The term "celebrity worshipper" is essentially McCutcheon et al.'s official and rather derogatory label for fans of celebrities in general, whereby they refer indiscriminately to anybody, who has in some form an interest in a particular celebrity or celebrity culture in general. Whether an individual likes the artistic performances of a certain musician, band, actor or athlete in private or whether the individual is an enthusiastic follower of celebrity culture or whether the individual is indeed a stalker makes no difference to McCutcheon et al.'s conceptualisation of fans (McCutcheon et al. 2002, 'Conceptualization and Measurement of Celebrity Worship', British Journal of Psychology, 93 (1), 67-87). In McCutcheon et al.'s (2002, 2003, 2006) view, they are all the same. In short, their description of celebrity worshippers applies to everyone, who claims to be a fan of a certain celebrity (like most teenagers, but also adults do), who buys/reads celebrity gossip magazines (given the global sales figures, a lot of people!) and/or autobiographies (dito) and who enjoys cultural products such as music, films, theatre, sports events, books, etc. because of the respective musicians, actors, athletes, authors, etc.

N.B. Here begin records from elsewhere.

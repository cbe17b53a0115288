//! Durable storage contract.
//!
//! The engine treats a successful write as the precondition for committing a
//! transition: state in memory never runs ahead of what the store holds.

pub mod jsonl;
pub mod memory;

pub use jsonl::JsonlStore;
pub use memory::MemoryStore;

use async_trait::async_trait;
use vigil_shared::{AcknowledgmentRecord, Alert, AlertId, AuditEntry, Result};

/// Storage collaborator. All errors are `VigilError::Persistence`.
#[async_trait]
pub trait AlertStore: Send + Sync {
    /// Write the latest version of an alert
    async fn persist_alert(&self, alert: &Alert) -> Result<()>;

    async fn persist_acknowledgment(&self, record: &AcknowledgmentRecord) -> Result<()>;

    async fn persist_audit_entry(&self, entry: &AuditEntry) -> Result<()>;

    /// Latest version of every alert ever persisted
    async fn load_alerts(&self) -> Result<Vec<Alert>>;

    /// Records for one alert, in append order
    async fn load_acknowledgments(&self, alert_id: AlertId) -> Result<Vec<AcknowledgmentRecord>>;

    /// Audit entries for one alert, in append order
    async fn load_audit(&self, alert_id: AlertId) -> Result<Vec<AuditEntry>>;
}
// Legacy generation HTTP client
//
// Form-POST requests, XML responses. The session identifier travels as a
// `SessionID` form field merged into every request alongside the fixed
// application identifiers. The expired-session retry contract mirrors the
// REST client's: a parsed body whose result code is the expiry sentinel
// triggers exactly one re-login and one retry; a second consecutive expiry
// is terminal.

use std::sync::RwLock;

use secrecy::ExposeSecret;
use serde::de::DeserializeOwned;
use tracing::{debug, error};
use url::Url;

use crate::auth::Credentials;
use crate::error::Error;
use crate::legacy::models::{
    CommandResults, LoginResults, PanelStatusResults, ResultEnvelope, SessionDetails,
};
use crate::state::{RESULT_SESSION_EXPIRED, ResultCode};
use crate::transport::TransportConfig;

/// Application identifiers fixed by the vendor for this API surface.
const APPLICATION_ID: &str = "14588";
const APPLICATION_VERSION: &str = "1.0.0";

/// Session-id sentinel sent before the first login.
const NO_SESSION: &str = "-1";

/// Async client for the legacy XML protocol.
///
/// Holds the current session id behind a lock; every request reads a
/// snapshot, and a re-login stores a wholly new id.
pub struct LegacyClient {
    http: reqwest::Client,
    base_url: Url,
    credentials: Credentials,
    session_id: RwLock<Option<String>>,
}

impl LegacyClient {
    /// Create a legacy client from a base URL and an account credential.
    ///
    /// No network traffic happens here; the session is established lazily
    /// when the server first reports the expiry sentinel (which it does
    /// for the pre-login `-1` session id).
    pub fn new(
        base_url: Url,
        credentials: Credentials,
        transport: &TransportConfig,
    ) -> Result<Self, Error> {
        let http = transport.build_client()?;
        Ok(Self {
            http,
            base_url,
            credentials,
            session_id: RwLock::new(None),
        })
    }

    // ── Session management ───────────────────────────────────────────

    /// Log in and store a fresh session id.
    ///
    /// Success is recognized by result code 0; any other code, and any
    /// transport failure, surfaces as [`Error::Authentication`].
    pub async fn obtain_session(&self) -> Result<(), Error> {
        let url = self.endpoint_url("AuthenticateUserLogin");
        debug!("logging in at {url}");

        let form = [
            ("username", self.credentials.username.as_str()),
            ("password", self.credentials.password.expose_secret()),
            ("ApplicationID", APPLICATION_ID),
            ("ApplicationVersion", APPLICATION_VERSION),
        ];

        let resp = self.http.post(url).form(&form).send().await.map_err(|e| {
            error!(error = %e, "login endpoint unreachable");
            Error::Authentication {
                message: format!("login endpoint unreachable: {e}"),
            }
        })?;

        let status = resp.status();
        if !status.is_success() {
            return Err(Error::Authentication {
                message: format!("login failed (HTTP {status})"),
            });
        }

        let body = resp.text().await.map_err(Error::Transport)?;
        let login: LoginResults = decode(&body)?;

        if ResultCode::classify(login.result_code) != ResultCode::Success {
            return Err(Error::Authentication {
                message: format!(
                    "login rejected: {}",
                    ResultCode::classify(login.result_code)
                ),
            });
        }

        let session_id = login.session_id.ok_or_else(|| Error::Authentication {
            message: "login succeeded but no session id returned".into(),
        })?;

        debug!("using new session id");
        *self.session_id.write().expect("session lock poisoned") = Some(session_id);
        Ok(())
    }

    fn current_session(&self) -> String {
        self.session_id
            .read()
            .expect("session lock poisoned")
            .clone()
            .unwrap_or_else(|| NO_SESSION.to_owned())
    }

    // ── Request plumbing ─────────────────────────────────────────────

    /// Build `{base}/{endpoint}` the way the service expects.
    fn endpoint_url(&self, endpoint: &str) -> Url {
        let base = self.base_url.as_str().trim_end_matches('/');
        Url::parse(&format!("{base}/{endpoint}")).expect("invalid endpoint URL")
    }

    async fn post_form(&self, endpoint: &str, fields: &[(&str, String)]) -> Result<String, Error> {
        let url = self.endpoint_url(endpoint);
        debug!("POST {url}");

        let mut form: Vec<(&str, String)> = Vec::with_capacity(fields.len() + 3);
        form.extend_from_slice(fields);
        form.push(("SessionID", self.current_session()));
        form.push(("ApplicationID", APPLICATION_ID.to_owned()));
        form.push(("ApplicationVersion", APPLICATION_VERSION.to_owned()));

        let resp = self
            .http
            .post(url)
            .form(&form)
            .send()
            .await
            .map_err(Error::Transport)?;

        let status = resp.status();
        if !status.is_success() {
            let body = resp.text().await.unwrap_or_default();
            return Err(Error::Http {
                status: status.as_u16(),
                body: preview(&body).to_owned(),
            });
        }

        resp.text().await.map_err(Error::Transport)
    }

    /// POST a session-scoped request, transparently re-authenticating and
    /// retrying exactly once if the body carries the expiry sentinel.
    async fn call(&self, endpoint: &str, fields: &[(&str, String)]) -> Result<String, Error> {
        let body = self.post_form(endpoint, fields).await?;
        if !is_session_expired(&body) {
            return Ok(body);
        }

        debug!("session expired, re-authenticating");
        self.obtain_session().await?;

        let retry = self.post_form(endpoint, fields).await?;
        if is_session_expired(&retry) {
            return Err(Error::Authentication {
                message: "session still expired after re-authentication".into(),
            });
        }
        Ok(retry)
    }

    // ━━ Public API ━━━━━━━━━━━━━━━━━━━━━━━━━━━━━━━━━━━━━━━━━━━━━━━━━━

    /// Fetch the account's locations and device ids (the legacy topology
    /// source).
    ///
    /// `POST GetSessionDetails`
    pub async fn session_details(&self) -> Result<SessionDetails, Error> {
        let body = self.call("GetSessionDetails", &[]).await?;
        decode(&body)
    }

    /// Fetch the full panel status for a device.
    ///
    /// `POST GetPanelMetaDataAndFullStatusByDeviceID`
    pub async fn full_status(&self, device_id: i64) -> Result<PanelStatusResults, Error> {
        let body = self
            .call(
                "GetPanelMetaDataAndFullStatusByDeviceID",
                &[
                    ("DeviceID", device_id.to_string()),
                    ("LastSequenceNumber", "0".to_owned()),
                    ("LastUpdatedTimestampTicks", "0".to_owned()),
                    ("PartitionID", "1".to_owned()),
                ],
            )
            .await?;
        decode(&body)
    }

    /// Issue an arm command.
    ///
    /// `POST ArmSecuritySystem`
    pub async fn arm(
        &self,
        device_id: i64,
        location_id: i64,
        arm_type: i32,
    ) -> Result<CommandResults, Error> {
        let body = self
            .call(
                "ArmSecuritySystem",
                &[
                    ("DeviceID", device_id.to_string()),
                    ("LocationID", location_id.to_string()),
                    ("UserCode", "-1".to_owned()),
                    ("ArmType", arm_type.to_string()),
                ],
            )
            .await?;
        decode(&body)
    }

    /// Issue a disarm command. Distinct endpoint; no arm-type field.
    ///
    /// `POST DisarmSecuritySystem`
    pub async fn disarm(&self, device_id: i64, location_id: i64) -> Result<CommandResults, Error> {
        let body = self
            .call(
                "DisarmSecuritySystem",
                &[
                    ("DeviceID", device_id.to_string()),
                    ("LocationID", location_id.to_string()),
                    ("UserCode", "-1".to_owned()),
                ],
            )
            .await?;
        decode(&body)
    }
}

/// Decode an XML body into a typed payload, keeping a body preview in the
/// error for debugging.
fn decode<T: DeserializeOwned>(body: &str) -> Result<T, Error> {
    quick_xml::de::from_str(body).map_err(|e| Error::Deserialization {
        message: format!("{e} (body preview: {:?})", preview(body)),
        body: body.to_owned(),
    })
}

/// True if a response body carries the expired-session result code.
///
/// Unparseable bodies are NOT treated as expiry — they fail later in the
/// endpoint's own decode step with a proper diagnostic.
fn is_session_expired(body: &str) -> bool {
    quick_xml::de::from_str::<ResultEnvelope>(body)
        .is_ok_and(|envelope| envelope.result_code == RESULT_SESSION_EXPIRED)
}

/// Clamp a body to a debuggable length.
fn preview(body: &str) -> &str {
    let mut end = body.len().min(200);
    while !body.is_char_boundary(end) {
        end -= 1;
    }
    &body[..end]
}
use thiserror::Error;

/// Top-level error type for the `totalconnect-api` crate.
///
/// Covers every failure mode across both protocol generations:
/// authentication, transport, upstream HTTP errors, and payload decoding.
/// `totalconnect-core` maps these into caller-facing diagnostics.
#[derive(Debug, Error)]
pub enum Error {
    // ── Authentication ──────────────────────────────────────────────
    /// Credential rejected, the identity endpoint was unreachable, or
    /// the session stayed invalid after the single re-auth retry.
    #[error("Authentication failed: {message}")]
    Authentication { message: String },

    // ── Transport ───────────────────────────────────────────────────
    /// HTTP transport error (connection refused, DNS failure, timeout).
    #[error("HTTP transport error: {0}")]
    Transport(#[from] reqwest::Error),

    /// URL parsing error.
    #[error("Invalid URL: {0}")]
    InvalidUrl(#[from] url::ParseError),

    /// TLS setup or certificate error.
    #[error("TLS error: {0}")]
    Tls(String),

    // ── Upstream ────────────────────────────────────────────────────
    /// Non-2xx response passed through for per-endpoint classification.
    #[error("HTTP {status}: {body}")]
    Http { status: u16, body: String },

    // ── Data ────────────────────────────────────────────────────────
    /// Payload decoding failed, with the raw body for debugging.
    #[error("Deserialization error: {message}")]
    Deserialization { message: String, body: String },
}
// ── Runtime connection configuration ──
//
// These types describe *how* to reach the panel service. They carry
// credential data and connection tuning, but never touch disk — the
// consumer constructs a `PanelConfig` and hands it in.

use std::time::Duration;

use secrecy::SecretString;
use url::Url;

use totalconnect_api::{Credentials, ProtocolGeneration, TlsMode};

/// Completion-polling cadence and bound.
#[derive(Debug, Clone)]
pub struct PollSettings {
    /// Delay before the first completion poll. The legacy generation,
    /// which has no dedicated completion endpoint, also uses this as its
    /// fixed tick between full-status polls.
    pub initial_delay: Duration,
    /// Delay between subsequent completion polls (REST generation).
    pub interval: Duration,
    /// Maximum number of polls before giving up on a command.
    ///
    /// `None` preserves the upstream behavior of polling until the panel
    /// reports a terminal state, however long that takes — panels can
    /// legitimately spend minutes in exit delay.
    pub max_attempts: Option<u32>,
}

impl Default for PollSettings {
    fn default() -> Self {
        Self {
            initial_delay: Duration::from_secs(1),
            interval: Duration::from_secs(2),
            max_attempts: None,
        }
    }
}

/// Configuration for a single panel client.
#[derive(Debug, Clone)]
pub struct PanelConfig {
    /// Which protocol generation to speak. Never mixed at runtime.
    pub generation: ProtocolGeneration,
    /// Account credential, held for the client's lifetime.
    pub credentials: Credentials,
    /// Resource base URL override. `None` uses the generation's
    /// production default.
    pub api_base: Option<Url>,
    /// Token endpoint override (REST generation only).
    pub token_url: Option<Url>,
    /// TLS verification strategy.
    pub tls: TlsMode,
    /// Per-request timeout.
    pub timeout: Duration,
    /// Completion-polling cadence.
    pub poll: PollSettings,
}

impl PanelConfig {
    /// Config with production endpoints and default tuning.
    pub fn new(
        generation: ProtocolGeneration,
        username: impl Into<String>,
        password: SecretString,
    ) -> Self {
        Self {
            generation,
            credentials: Credentials::new(username, password),
            api_base: None,
            token_url: None,
            tls: TlsMode::default(),
            timeout: Duration::from_secs(30),
            poll: PollSettings::default(),
        }
    }
}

Moreover, McCutcheon et al. argue - based on the supposed findings of their studies (Their own data actually contradicts the findings.) - that celebrity worshippers are 'mentally different' (aka abnormal) from so-called 'normal' people (Though they never clearly define what they consider to be 'normal' in the first place), because they are of lesser intelligence, 'cognitively inflexible' (=> stupid), dull, gullible and lack imagination (i.e. McCutcheon et al. 2003, 'A Cognitive Profile of Individuals Who Tend to Worship Celebrities', Journal of Psychology, 137 (4), 309-322). Indeed, McCutcheon et al. sought to prove in their Journal of Psychology article that fans of celebrities display a general deficit in their '(verbal) creativity, crystallized intelligence, critical thinking, spatial ability, arithmetic skills and need for cognition' (=> problem solving), which in their opinion makes fans inherently prone to worshipping celebrities. McCutcheon et al. proposed therefore that "celebrity worshipping" would constitute a mental illness that may even be genetic (Maltby et al. 2004, 'Personality and Coping: A Context for Examining Celebrity Worship and Mental Health', British Journal of Psychology, 95, 411-428).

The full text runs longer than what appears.